The amount of so-called unidentified viewing grew by 3 percentage points in 2018 to 20% of all TV set activity, according to BARB’s annual exploration of the UK’s television viewing habits.
The audience researcher believes the growth from an average 41 to 48 minutes a day could be attributed to SVOD. Since the inclusion of an SVOD question in BARB’s establishment survey, in 2014, BARB has been able to plot the number of SVOD homes against the average quarterly levels of unidentified viewing.
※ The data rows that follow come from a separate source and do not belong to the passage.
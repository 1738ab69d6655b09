use std::collections::HashMap;
use std::sync::{Arc, Mutex};
use std::sync::atomic::{AtomicBool, Ordering};

use async_trait::async_trait;
use chrono::Utc;
use common::SagaId;
use tokio::sync::RwLock;

use crate::store::{SagaStore, check_advance};
use crate::{Result, SagaEvent, SagaInstance, SagaStatus, SagaStep, SagaStoreError};

/// In-memory saga store for tests and single-process runs.
#[derive(Clone, Default)]
pub struct InMemorySagaStore {
    sagas: Arc<RwLock<HashMap<SagaId, SagaInstance>>>,
    events: Arc<RwLock<Vec<SagaEvent>>>,
    unavailable: Arc<AtomicBool>,
    reject_compensating: Arc<AtomicBool>,
    fail_once: Arc<Mutex<Option<(SagaStep, SagaStatus)>>>,
}

impl InMemorySagaStore {
    pub fn new() -> Self {
        Self::default()
    }

    /// Makes every call fail as if storage were down.
    pub fn set_unavailable(&self, unavailable: bool) {
        self.unavailable.store(unavailable, Ordering::SeqCst);
    }

    /// Makes moves into `COMPENSATING` fail while the event log keeps working.
    pub fn set_reject_compensating(&self, reject: bool) {
        self.reject_compensating.store(reject, Ordering::SeqCst);
    }

    /// Makes the next move to exactly `step`/`status` fail once.
    pub fn fail_next_advance(&self, step: SagaStep, status: SagaStatus) {
        *self.fail_once.lock().unwrap() = Some((step, status));
    }

    /// Returns the total number of events stored.
    pub async fn event_count(&self) -> usize {
        self.events.read().await.len()
    }

    /// Inserts or replaces a saga as-is, bypassing transition checks.
    ///
    /// Used to stage a saga left behind by a crashed worker.
    pub async fn put(&self, instance: SagaInstance) {
        self.sagas.write().await.insert(instance.saga_id, instance);
    }

    fn check_available(&self) -> Result<()> {
        if self.unavailable.load(Ordering::SeqCst) {
            return Err(SagaStoreError::Unavailable(
                "in-memory saga store disabled".to_string(),
            ));
        }
        Ok(())
    }
}

#[async_trait]
impl SagaStore for InMemorySagaStore {
    async fn create(&self, instance: SagaInstance) -> Result<()> {
        self.check_available()?;
        let mut sagas = self.sagas.write().await;
        if sagas.contains_key(&instance.saga_id) {
            return Err(SagaStoreError::AlreadyExists(instance.saga_id));
        }
        sagas.insert(instance.saga_id, instance);
        Ok(())
    }

    async fn get(&self, saga_id: SagaId) -> Result<Option<SagaInstance>> {
        self.check_available()?;
        Ok(self.sagas.read().await.get(&saga_id).cloned())
    }

    async fn advance(
        &self,
        saga_id: SagaId,
        step: SagaStep,
        status: SagaStatus,
    ) -> Result<SagaInstance> {
        self.check_available()?;
        if status == SagaStatus::Compensating && self.reject_compensating.load(Ordering::SeqCst) {
            return Err(SagaStoreError::Unavailable(
                "compensating writes disabled".to_string(),
            ));
        }
        {
            let mut fail_once = self.fail_once.lock().unwrap();
            if *fail_once == Some((step, status)) {
                *fail_once = None;
                return Err(SagaStoreError::Unavailable(format!(
                    "advance to {step}/{status} dropped"
                )));
            }
        }

        let mut sagas = self.sagas.write().await;
        let instance = sagas
            .get_mut(&saga_id)
            .ok_or(SagaStoreError::NotFound(saga_id))?;
        check_advance(instance, step, status)?;

        instance.current_step = step;
        instance.status = status;
        instance.updated_at = Utc::now();
        Ok(instance.clone())
    }

    async fn append_event(&self, event: SagaEvent) -> Result<()> {
        self.check_available()?;
        self.events.write().await.push(event);
        Ok(())
    }

    async fn events(&self, saga_id: SagaId) -> Result<Vec<SagaEvent>> {
        self.check_available()?;
        Ok(self
            .events
            .read()
            .await
            .iter()
            .filter(|e| e.saga_id == saga_id)
            .cloned()
            .collect())
    }

    async fn list_by_status(&self, status: SagaStatus) -> Result<Vec<SagaInstance>> {
        self.check_available()?;
        let mut sagas: Vec<SagaInstance> = self
            .sagas
            .read()
            .await
            .values()
            .filter(|s| s.status == status)
            .cloned()
            .collect();
        sagas.sort_by_key(|s| s.created_at);
        Ok(sagas)
    }
}

#[cfg(test)]
mod tests {
    use super::*;
    use crate::{EventOutcome, SagaStoreExt};
    use common::OrderId;

    fn started() -> SagaInstance {
        SagaInstance::start(SagaId::new(), OrderId::new(), Utc::now())
    }

    #[tokio::test]
    async fn test_create_and_load() {
        let store = InMemorySagaStore::new();
        let saga = started();
        store.create(saga.clone()).await.unwrap();

        assert_eq!(store.load(saga.saga_id).await.unwrap(), saga);
        assert!(matches!(
            store.create(saga.clone()).await,
            Err(SagaStoreError::AlreadyExists(_))
        ));
        assert!(matches!(
            store.load(SagaId::new()).await,
            Err(SagaStoreError::NotFound(_))
        ));
    }

    #[tokio::test]
    async fn test_advance_through_success_path() {
        let store = InMemorySagaStore::new();
        let saga = started();
        store.create(saga.clone()).await.unwrap();

        for step in SagaStep::FORWARD {
            store
                .advance(saga.saga_id, step, SagaStatus::Running)
                .await
                .unwrap();
        }
        let done = store
            .advance(saga.saga_id, SagaStep::Completed, SagaStatus::Done)
            .await
            .unwrap();

        assert_eq!(done.current_step, SagaStep::Completed);
        assert_eq!(done.status, SagaStatus::Done);
    }

    #[tokio::test]
    async fn test_advance_rejects_backward_move() {
        let store = InMemorySagaStore::new();
        let saga = started();
        store.create(saga.clone()).await.unwrap();
        store
            .advance(saga.saga_id, SagaStep::PaymentProcessed, SagaStatus::Running)
            .await
            .unwrap();

        let result = store
            .advance(saga.saga_id, SagaStep::InventoryReserved, SagaStatus::Running)
            .await;

        assert!(matches!(
            result,
            Err(SagaStoreError::InvalidTransition {
                from_step: SagaStep::PaymentProcessed,
                to_step: SagaStep::InventoryReserved,
                ..
            })
        ));
        let current = store.load(saga.saga_id).await.unwrap();
        assert_eq!(current.current_step, SagaStep::PaymentProcessed);
    }

    #[tokio::test]
    async fn test_events_in_append_order() {
        let store = InMemorySagaStore::new();
        let saga = started();
        let other = started();
        store.create(saga.clone()).await.unwrap();
        store.create(other.clone()).await.unwrap();

        store
            .record(saga.saga_id, "ORDER_CREATED", EventOutcome::Started, serde_json::json!({}))
            .await
            .unwrap();
        store
            .record(other.saga_id, "ORDER_CREATED", EventOutcome::Started, serde_json::json!({}))
            .await
            .unwrap();
        store
            .record(
                saga.saga_id,
                "ORDER_CREATED",
                EventOutcome::Failed,
                serde_json::json!({"error": "boom"}),
            )
            .await
            .unwrap();

        let events = store.events(saga.saga_id).await.unwrap();
        let outcomes: Vec<_> = events.iter().map(|e| e.outcome).collect();
        assert_eq!(outcomes, vec![EventOutcome::Started, EventOutcome::Failed]);
        assert_eq!(events[1].payload["error"], "boom");
        assert_eq!(store.event_count().await, 3);
    }

    #[tokio::test]
    async fn test_find_incomplete_skips_terminal() {
        let store = InMemorySagaStore::new();
        let running = started();
        let compensating = started();
        let done = started();
        for saga in [&running, &compensating, &done] {
            store.create(saga.clone()).await.unwrap();
        }
        store
            .advance(compensating.saga_id, SagaStep::OrderCreated, SagaStatus::Compensating)
            .await
            .unwrap();
        store
            .advance(done.saga_id, SagaStep::Completed, SagaStatus::Done)
            .await
            .unwrap();

        let ids: Vec<_> = store
            .find_incomplete()
            .await
            .unwrap()
            .into_iter()
            .map(|s| s.saga_id)
            .collect();

        assert_eq!(ids.len(), 2);
        assert!(ids.contains(&running.saga_id));
        assert!(ids.contains(&compensating.saga_id));
    }

    #[tokio::test]
    async fn test_unavailable_and_rejected_compensation() {
        let store = InMemorySagaStore::new();
        let saga = started();
        store.create(saga.clone()).await.unwrap();

        store.set_reject_compensating(true);
        assert!(matches!(
            store
                .advance(saga.saga_id, SagaStep::OrderCreated, SagaStatus::Compensating)
                .await,
            Err(SagaStoreError::Unavailable(_))
        ));
        store
            .record(saga.saga_id, "COMPENSATION", EventOutcome::Failed, serde_json::json!({}))
            .await
            .unwrap();

        store.set_unavailable(true);
        assert!(matches!(
            store.get(saga.saga_id).await,
            Err(SagaStoreError::Unavailable(_))
        ));
    }

    #[tokio::test]
    async fn test_fail_next_advance_fires_once() {
        let store = InMemorySagaStore::new();
        let saga = started();
        store.create(saga.clone()).await.unwrap();

        store.fail_next_advance(SagaStep::InventoryReserved, SagaStatus::Running);
        assert!(matches!(
            store
                .advance(saga.saga_id, SagaStep::InventoryReserved, SagaStatus::Running)
                .await,
            Err(SagaStoreError::Unavailable(_))
        ));

        let moved = store
            .advance(saga.saga_id, SagaStep::InventoryReserved, SagaStatus::Running)
            .await
            .unwrap();
        assert_eq!(moved.current_step, SagaStep::InventoryReserved);
    }
}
The result shows a strong correlation between the two.
Establishment Survey data also shows 12.3 million homes in the UK had at least one of Netflix, Amazon Prime Video or Now TV in Q4 2018 – a year-on-year increase of 20%. Netflix is the main driver of this increase, having added 2.2 million homes compared to Q4 2017. Amazon too has shown impressive growth, adding more than a million homes, while Now TV has added just under 100,000.
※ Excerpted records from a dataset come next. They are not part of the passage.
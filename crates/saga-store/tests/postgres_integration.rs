//! PostgreSQL integration tests
//!
//! Requires Docker. Run with:
//!
//! ```bash
//! cargo test -p saga-store --test postgres_integration -- --ignored --test-threads=1
//! ```

use std::sync::Arc;

use chrono::Utc;
use common::{OrderId, SagaId};
use saga_store::{
    EventOutcome, PostgresSagaStore, SagaInstance, SagaStatus, SagaStep, SagaStore,
    SagaStoreError, SagaStoreExt,
};
use sqlx::PgPool;
use testcontainers::{ContainerAsync, runners::AsyncRunner};
use testcontainers_modules::postgres::Postgres;
use tokio::sync::OnceCell;

struct ContainerInfo {
    #[allow(dead_code)] // Container must stay alive for tests
    container: ContainerAsync<Postgres>,
    connection_string: String,
}

static CONTAINER: OnceCell<Arc<ContainerInfo>> = OnceCell::const_new();

async fn get_container_info() -> Arc<ContainerInfo> {
    CONTAINER
        .get_or_init(|| async {
            let container = Postgres::default().start().await.unwrap();
            let host = container.get_host().await.unwrap();
            let port = container.get_host_port_ipv4(5432).await.unwrap();
            let connection_string =
                format!("postgres://postgres:postgres@{}:{}/postgres", host, port);

            let temp_pool = PgPool::connect(&connection_string).await.unwrap();
            sqlx::raw_sql(include_str!(
                "../../../migrations/saga/20240101000400_create_saga_tables.sql"
            ))
            .execute(&temp_pool)
            .await
            .unwrap();
            temp_pool.close().await;

            Arc::new(ContainerInfo {
                container,
                connection_string,
            })
        })
        .await
        .clone()
}

async fn get_test_store() -> PostgresSagaStore {
    let info = get_container_info().await;
    let pool = sqlx::postgres::PgPoolOptions::new()
        .max_connections(5)
        .connect(&info.connection_string)
        .await
        .unwrap();

    sqlx::query("TRUNCATE TABLE saga_logs, saga_state")
        .execute(&pool)
        .await
        .unwrap();

    PostgresSagaStore::new(pool)
}

#[tokio::test]
#[ignore = "requires Docker for the Postgres testcontainer"]
async fn test_instance_lifecycle() {
    let store = get_test_store().await;
    let saga = SagaInstance::start(SagaId::new(), OrderId::new(), Utc::now());
    store.create(saga.clone()).await.unwrap();

    assert!(matches!(
        store.create(saga.clone()).await,
        Err(SagaStoreError::AlreadyExists(_))
    ));

    store
        .advance(saga.saga_id, SagaStep::InventoryReserved, SagaStatus::Running)
        .await
        .unwrap();
    assert!(matches!(
        store
            .advance(saga.saga_id, SagaStep::OrderCreated, SagaStatus::Running)
            .await,
        Err(SagaStoreError::InvalidTransition { .. })
    ));

    store
        .advance(saga.saga_id, SagaStep::InventoryReserved, SagaStatus::Compensating)
        .await
        .unwrap();
    assert_eq!(store.find_incomplete().await.unwrap().len(), 1);

    let compensated = store
        .advance(saga.saga_id, SagaStep::Compensated, SagaStatus::Compensated)
        .await
        .unwrap();
    assert_eq!(compensated.status, SagaStatus::Compensated);
    assert_eq!(store.load(saga.saga_id).await.unwrap().status, SagaStatus::Compensated);
    assert!(store.find_incomplete().await.unwrap().is_empty());
}

#[tokio::test]
#[ignore = "requires Docker for the Postgres testcontainer"]
async fn test_event_log_order_and_payload() {
    let store = get_test_store().await;
    let saga = SagaInstance::start(SagaId::new(), OrderId::new(), Utc::now());
    store.create(saga.clone()).await.unwrap();

    store
        .record(saga.saga_id, "ORDER_CREATED", EventOutcome::Started, serde_json::json!({}))
        .await
        .unwrap();
    store
        .record(
            saga.saga_id,
            "ORDER_CREATED",
            EventOutcome::Completed,
            serde_json::json!({"result": {"id": saga.order_id}}),
        )
        .await
        .unwrap();
    store
        .record(
            saga.saga_id,
            "CANCEL_ORDER",
            EventOutcome::Completed,
            serde_json::json!({}),
        )
        .await
        .unwrap();

    let events = store.events(saga.saga_id).await.unwrap();
    let steps: Vec<_> = events.iter().map(|e| (e.step.as_str(), e.outcome)).collect();
    assert_eq!(
        steps,
        vec![
            ("ORDER_CREATED", EventOutcome::Started),
            ("ORDER_CREATED", EventOutcome::Completed),
            ("CANCEL_ORDER", EventOutcome::Completed),
        ]
    );
    assert_eq!(
        events[1].payload["result"]["id"],
        serde_json::json!(saga.order_id)
    );
}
The number of homes with two or more services rise by 32% from 3.26 million to 4.3 million in the past year.
Households with three or more people, which are more than 2.5 times more likely to have children present, are 47% more likely to subscribe to one of the three main SVOD services than the UK average.
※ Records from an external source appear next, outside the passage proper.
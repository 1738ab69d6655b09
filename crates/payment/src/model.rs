use chrono::{DateTime, Utc};
use common::{Money, OrderId, PaymentId, PaymentStatus, PaymentView};
use serde::{Deserialize, Serialize};

/// The single payment record of an order.
#[derive(Debug, Clone, PartialEq, Eq, Serialize, Deserialize)]
pub struct Payment {
    pub id: PaymentId,
    pub order_id: OrderId,
    pub amount: Money,
    pub status: PaymentStatus,
    pub transaction_date: DateTime<Utc>,
}

impl Payment {
    /// A payment claimed for an order before the gateway is called.
    pub fn pending(order_id: OrderId, amount: Money) -> Self {
        Self {
            id: PaymentId::new(),
            order_id,
            amount,
            status: PaymentStatus::Pending,
            transaction_date: Utc::now(),
        }
    }

    pub fn to_view(&self) -> PaymentView {
        PaymentView {
            id: self.id,
            order_id: self.order_id,
            amount: self.amount,
            status: self.status,
            transaction_date: self.transaction_date,
        }
    }
}
pub mod checkout;
pub mod health;
pub mod metrics;
pub mod sagas;

use crate::error::ApiError;

/// Parses a path segment into a typed id, answering 400 when it is not a UUID.
pub(crate) fn parse_id<T: std::str::FromStr>(raw: &str, what: &str) -> Result<T, ApiError> {
    raw.parse()
        .map_err(|_| ApiError::BadRequest(format!("invalid {what}: {raw}")))
}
BARB also gives an insight into how the dropping of whole series on demand is changing viewer habits.
Drama Killing Eve premiered on BBC One on September 15, 2018. All the series episodes were immediately made available on the BBC iPlayer simultaneously.
An examination of data around episode 6 shows more than half of the audience (52%) viewing pre-transmission; almost a fifth watching live, and 29% viewing post-broadcast.
Pre-transmission viewing saw the highest use of non-TV devices, with an average audience of 812,000 on a PC, tablet or smartphone; the vast majority (83%) on the bigger two screens and only 136,000 on smartphones.
Live viewing was almost entirely on a TV set, with only 12,000 watching live on a PC, tablet or smartphone.